My Betta, Sonny Chiba did the strangest thing while I was at work today. It had been almost 2 weeks since i switched the water from his bowl (no filters or anything). The top of the water tends to turn slightly milky white when dirty. When I can home, I noticed his water was crystal clear. I the corner of his bowl was about an inch high pile of small white bubbles. Sonny was sitting totally still directly underneath. He some how filtered his own water. Anyone heard of this happening???


----------



## Guest (Jun 7, 2007)

He wasn't filtering his water. He built a bubble nest.

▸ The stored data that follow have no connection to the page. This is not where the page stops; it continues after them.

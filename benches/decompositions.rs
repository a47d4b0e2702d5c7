use criterion::{criterion_group, criterion_main, Criterion};

// ---------------------------------------------------------------------------
// Helpers: the same well-conditioned test matrices in both libraries
// ---------------------------------------------------------------------------

fn linmat_mat(n: usize) -> linmat::Matrix<f64> {
    linmat::Matrix::from_fn(n, n, |i, j| {
        ((i + 1) * (j + 1)) as f64 + if i == j { 10.0 } else { 0.0 }
    })
}

fn nalgebra_mat(n: usize) -> nalgebra::DMatrix<f64> {
    nalgebra::DMatrix::from_fn(n, n, |i, j| {
        ((i + 1) * (j + 1)) as f64 + if i == j { 10.0 } else { 0.0 }
    })
}

// ---------------------------------------------------------------------------
// Matrix multiply
// ---------------------------------------------------------------------------

fn matmul_8x8(c: &mut Criterion) {
    let mut g = c.benchmark_group("matmul_8x8");

    g.bench_function("linmat", |b| {
        let a = linmat_mat(8);
        let m = linmat_mat(8);
        b.iter(|| std::hint::black_box(&a) * std::hint::black_box(&m))
    });

    g.bench_function("nalgebra", |b| {
        let a = nalgebra_mat(8);
        let m = nalgebra_mat(8);
        b.iter(|| std::hint::black_box(&a) * std::hint::black_box(&m))
    });

    g.finish();
}

// ---------------------------------------------------------------------------
// LU solve
// ---------------------------------------------------------------------------

fn lu_solve_8x8(c: &mut Criterion) {
    let mut g = c.benchmark_group("lu_solve_8x8");

    g.bench_function("linmat", |b| {
        let a = linmat_mat(8);
        let rhs = linmat::Vector::from_fn(8, |i| (i + 1) as f64);
        b.iter(|| {
            let lu = std::hint::black_box(&a).lu().unwrap();
            std::hint::black_box(lu.solve(&rhs).unwrap())
        })
    });

    g.bench_function("nalgebra", |b| {
        let a = nalgebra_mat(8);
        let rhs = nalgebra::DVector::from_fn(8, |i, _| (i + 1) as f64);
        b.iter(|| {
            let lu = std::hint::black_box(a.clone()).lu();
            std::hint::black_box(lu.solve(&rhs).unwrap())
        })
    });

    g.finish();
}

// ---------------------------------------------------------------------------
// QR decomposition
// ---------------------------------------------------------------------------

fn qr_8x8(c: &mut Criterion) {
    let mut g = c.benchmark_group("qr_8x8");

    g.bench_function("linmat", |b| {
        let a = linmat_mat(8);
        b.iter(|| std::hint::black_box(&a).qr().unwrap())
    });

    g.bench_function("nalgebra", |b| {
        let a = nalgebra_mat(8);
        b.iter(|| std::hint::black_box(a.clone()).qr())
    });

    g.finish();
}

// ---------------------------------------------------------------------------
// SVD
// ---------------------------------------------------------------------------

fn svd_6x6(c: &mut Criterion) {
    let mut g = c.benchmark_group("svd_6x6");

    g.bench_function("linmat", |b| {
        let a = linmat_mat(6);
        b.iter(|| std::hint::black_box(&a).svd().unwrap())
    });

    g.bench_function("nalgebra", |b| {
        let a = nalgebra_mat(6);
        b.iter(|| std::hint::black_box(a.clone()).svd(true, true))
    });

    g.finish();
}

criterion_group!(benches, matmul_8x8, lu_solve_8x8, qr_8x8, svd_6x6);
criterion_main!(benches);
use crate::error::LinAlgError;
use crate::matrix::Matrix;
use crate::traits::Real;

impl<T: Real> Matrix<T> {
    /// Extract the sub-matrix spanning rows `r0..=r1` and columns
    /// `c0..=c1`, bounds inclusive.
    ///
    /// Returns [`LinAlgError::Shape`] when a bound is out of range or a
    /// range is reversed. Inclusive bounds mean the result is always at
    /// least 1×1.
    ///
    /// ```
    /// use linmat::Matrix;
    /// let m = Matrix::from_fn(3, 3, |i, j| (i * 3 + j) as f64);
    /// let b = m.submatrix(1, 1, 2, 2).unwrap();
    /// assert_eq!(b.nrows(), 2);
    /// assert_eq!(b[(0, 0)], 4.0);
    /// assert_eq!(b[(1, 1)], 8.0);
    /// assert!(m.submatrix(0, 0, 3, 1).is_err());
    /// ```
    pub fn submatrix(
        &self,
        r0: usize,
        c0: usize,
        r1: usize,
        c1: usize,
    ) -> Result<Self, LinAlgError> {
        if r0 > r1 || c0 > c1 || r1 >= self.nrows() || c1 >= self.ncols() {
            return Err(LinAlgError::Shape("submatrix bounds out of range"));
        }
        Ok(Self::from_fn(r1 - r0 + 1, c1 - c0 + 1, |i, j| {
            self[(r0 + i, c0 + j)]
        }))
    }

    /// Write a sub-matrix into self starting at position `(i, j)`.
    ///
    /// Panics if the block extends beyond the matrix bounds.
    ///
    /// ```
    /// use linmat::Matrix;
    /// let mut m = Matrix::<f64>::zeros(3, 3);
    /// let patch = Matrix::from_rows(2, 2, &[1.0, 2.0, 3.0, 4.0]);
    /// m.set_block(1, 1, &patch);
    /// assert_eq!(m[(1, 1)], 1.0);
    /// assert_eq!(m[(2, 2)], 4.0);
    /// ```
    pub fn set_block(&mut self, i: usize, j: usize, src: &Matrix<T>) {
        assert!(
            i + src.nrows() <= self.nrows() && j + src.ncols() <= self.ncols(),
            "set_block ({},{}) size {}x{} out of bounds for {}x{} matrix",
            i,
            j,
            src.nrows(),
            src.ncols(),
            self.nrows(),
            self.ncols(),
        );
        for r in 0..src.nrows() {
            for c in 0..src.ncols() {
                self[(i + r, j + c)] = src[(r, c)];
            }
        }
    }

    /// Return a copy resized to `nrows x ncols`: new cells are
    /// zero-filled, removed cells are truncated, retained cells are
    /// unchanged. Degenerate dimensions are floored to 1.
    ///
    /// ```
    /// use linmat::Matrix;
    /// let m = Matrix::from_rows(2, 2, &[1.0, 2.0, 3.0, 4.0]);
    /// let grown = m.resized(3, 2);
    /// assert_eq!(grown[(1, 1)], 4.0);
    /// assert_eq!(grown[(2, 0)], 0.0);
    /// let shrunk = m.resized(2, 1);
    /// assert_eq!(shrunk[(1, 0)], 3.0);
    /// ```
    pub fn resized(&self, nrows: usize, ncols: usize) -> Self {
        Self::from_fn(nrows, ncols, |i, j| {
            if i < self.nrows() && j < self.ncols() {
                self[(i, j)]
            } else {
                T::zero()
            }
        })
    }
}
// ── Determinants, cofactors, inverses ───────────────────────────────

impl<T: Real> Matrix<T> {
    /// Determinant via Gaussian elimination with partial pivoting
    /// (signed product of pivots). Panics unless square.
    ///
    /// This is the default determinant; [`Matrix::det_laplace`] is the
    /// cofactor-expansion form kept for small orders.
    ///
    /// ```
    /// use linmat::Matrix;
    /// let m = Matrix::from_rows(2, 2, &[3.0_f64, 8.0, 4.0, 6.0]);
    /// assert!((m.det() - (-14.0)).abs() < 1e-12);
    /// assert!((Matrix::<f64>::identity(4).det() - 1.0).abs() < 1e-12);
    /// ```
    pub fn det(&self) -> T {
        assert!(self.is_square(), "determinant requires a square matrix");
        let n = self.nrows();
        let mut a = self.clone();
        let mut sign = T::one();

        for col in 0..n {
            let mut max_row = col;
            let mut max_val = a[(col, col)].abs();
            for row in (col + 1)..n {
                let val = a[(row, col)].abs();
                if val > max_val {
                    max_val = val;
                    max_row = row;
                }
            }

            if max_val < T::epsilon() {
                return T::zero();
            }

            if max_row != col {
                a.swap_rows(col, max_row);
                sign = -sign;
            }

            let pivot = a[(col, col)];
            for row in (col + 1)..n {
                let factor = a[(row, col)] / pivot;
                for j in (col + 1)..n {
                    let val = a[(col, j)];
                    a[(row, j)] -= factor * val;
                }
                a[(row, col)] = T::zero();
            }
        }

        let mut det = sign;
        for i in 0..n {
            det *= a[(i, i)];
        }
        det
    }

    /// Determinant by recursive cofactor expansion along column 0.
    ///
    /// Factorial-time; only sensible for small orders. Agrees with
    /// [`Matrix::det`] up to rounding. Panics unless square.
    pub fn det_laplace(&self) -> T {
        assert!(self.is_square(), "determinant requires a square matrix");
        let n = self.nrows();
        if n == 1 {
            return self[(0, 0)];
        }
        if n == 2 {
            return self[(0, 0)] * self[(1, 1)] - self[(0, 1)] * self[(1, 0)];
        }
        let mut det = T::zero();
        let mut sign = T::one();
        for i in 0..n {
            let a = self[(i, 0)];
            if a != T::zero() {
                det += sign * a * self.removed(i, 0).det_laplace();
            }
            sign = -sign;
        }
        det
    }

    /// Copy of the matrix with row `k` and column `q` removed.
    fn removed(&self, k: usize, q: usize) -> Self {
        Self::from_fn(self.nrows() - 1, self.ncols() - 1, |i, j| {
            let r = if i < k { i } else { i + 1 };
            let c = if j < q { j } else { j + 1 };
            self[(r, c)]
        })
    }

    /// Minor `M(k, q)`: determinant of the matrix with row `k` and
    /// column `q` removed. Panics unless square with order ≥ 2.
    ///
    /// ```
    /// use linmat::Matrix;
    /// let m = Matrix::from_rows(2, 2, &[1.0_f64, 2.0, 3.0, 4.0]);
    /// assert!((m.minor(0, 0) - 4.0).abs() < 1e-12);
    /// assert!((m.minor(1, 0) - 2.0).abs() < 1e-12);
    /// ```
    pub fn minor(&self, k: usize, q: usize) -> T {
        assert!(self.is_square(), "minor requires a square matrix");
        assert!(self.nrows() >= 2, "minor requires order >= 2");
        self.removed(k, q).det()
    }

    /// Cofactor matrix: minors with checkerboard sign `(-1)^(i+j)`.
    ///
    /// The cofactor matrix of a 1×1 matrix is `[1]` by convention.
    pub fn cofactor_matrix(&self) -> Self {
        assert!(self.is_square(), "cofactors require a square matrix");
        if self.nrows() == 1 {
            return Self::identity(1);
        }
        Self::from_fn(self.nrows(), self.ncols(), |i, j| {
            let m = self.minor(i, j);
            if (i + j) % 2 == 0 {
                m
            } else {
                -m
            }
        })
    }

    /// Adjugate: transpose of the cofactor matrix.
    pub fn adjugate(&self) -> Self {
        self.cofactor_matrix().transpose()
    }

    /// Inverse via the adjugate formula `A⁻¹ = adj(A) / det(A)`.
    ///
    /// Returns [`LinAlgError::Shape`] for non-square input and
    /// [`LinAlgError::Singular`] when the determinant magnitude is below
    /// the default pivot threshold. Cofactor-based, so only sensible
    /// for small orders; [`Matrix::inverse`] is the LU-backed default.
    ///
    /// ```
    /// use linmat::Matrix;
    /// let a = Matrix::from_rows(2, 2, &[4.0_f64, 7.0, 2.0, 6.0]);
    /// let inv = a.adjugate_inverse().unwrap();
    /// let id = &a * &inv;
    /// assert!((id[(0, 0)] - 1.0).abs() < 1e-12);
    /// assert!(id[(0, 1)].abs() < 1e-12);
    /// ```
    pub fn adjugate_inverse(&self) -> Result<Self, LinAlgError> {
        if !self.is_square() {
            return Err(LinAlgError::Shape("inverse requires a square matrix"));
        }
        let det = self.det();
        if det.abs() < Tolerances::<T>::default().pivot {
            return Err(LinAlgError::Singular);
        }
        Ok(self.adjugate() * (T::one() / det))
    }

    /// Inverse via LU decomposition, solving the `n` unit right-hand
    /// sides. Returns [`LinAlgError::Shape`] for non-square input and
    /// [`LinAlgError::Singular`] when elimination finds no usable pivot.
    ///
    /// ```
    /// use linmat::Matrix;
    /// let a = Matrix::from_rows(2, 2, &[4.0_f64, 7.0, 2.0, 6.0]);
    /// let inv = a.inverse().unwrap();
    /// let id = &a * &inv;
    /// assert!((id[(0, 0)] - 1.0).abs() < 1e-12);
    /// assert!(id[(1, 0)].abs() < 1e-12);
    /// ```
    pub fn inverse(&self) -> Result<Self, LinAlgError> {
        Ok(Lu::new(self)?.inverse())
    }

    /// Rotation matrix about `axis` by `angle` radians, via Rodrigues'
    /// formula. The axis is normalized internally.
    ///
    /// Returns [`LinAlgError::Shape`] unless the axis has exactly three
    /// elements, and [`LinAlgError::Singular`] for a zero axis.
    ///
    /// ```
    /// use linmat::{Matrix, Vector};
    /// use std::f64::consts::FRAC_PI_2;
    ///
    /// let z = Vector::from_slice(&[0.0, 0.0, 1.0]);
    /// let r = Matrix::rotation(&z, FRAC_PI_2).unwrap();
    /// let x = Vector::from_slice(&[1.0, 0.0, 0.0]);
    /// let y = &r * &x;
    /// assert!(y[0].abs() < 1e-12);
    /// assert!((y[1] - 1.0).abs() < 1e-12);
    /// ```
    pub fn rotation(axis: &Vector<T>, angle: T) -> Result<Self, LinAlgError> {
        if axis.len() != 3 {
            return Err(LinAlgError::Shape("rotation axis must have 3 elements"));
        }
        if axis.norm() <= T::zero() {
            return Err(LinAlgError::Singular);
        }
        let k = axis.normalized();
        let (kx, ky, kz) = (k[0], k[1], k[2]);
        let (s, c) = angle.sin_cos();
        let v = T::one() - c;

        let mut r = Self::zeros(3, 3);
        r[(0, 0)] = c + kx * kx * v;
        r[(0, 1)] = kx * ky * v - kz * s;
        r[(0, 2)] = kx * kz * v + ky * s;
        r[(1, 0)] = ky * kx * v + kz * s;
        r[(1, 1)] = c + ky * ky * v;
        r[(1, 2)] = ky * kz * v - kx * s;
        r[(2, 0)] = kz * kx * v - ky * s;
        r[(2, 1)] = kz * ky * v + kx * s;
        r[(2, 2)] = c + kz * kz * v;
        Ok(r)
    }
}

And btw, that's pretty nasty that he's in an unfiltered bowl which you haven't done a water change on in over two weeks. You should be changing the water every two days or so.


----------



## Scootydoo (Jun 1, 2007)

yea that's just a bubble nest and you should definately be cleaning that bowl more often or getting a tank and a filter.


----------



## gem (Mar 13, 2007)

Sorry to chime in on the bandwagon here. But Bettas need their bowl changed at minimum a couple times a week if you are keeping him in an unfiltered bowl.


----------



## bscman (Mar 23, 2007)

Just because the water is still clear, doesn't mean it doesn't need changed.

High levels of ammonia and such won't just appear as "dirty looking water"...without a test kit to test all the parameters, there's no way you can say his water is clean.

Change that water!
Even if he isn't displaying sickness, swimming around in decaying food and feces is very damaging to his health.


----------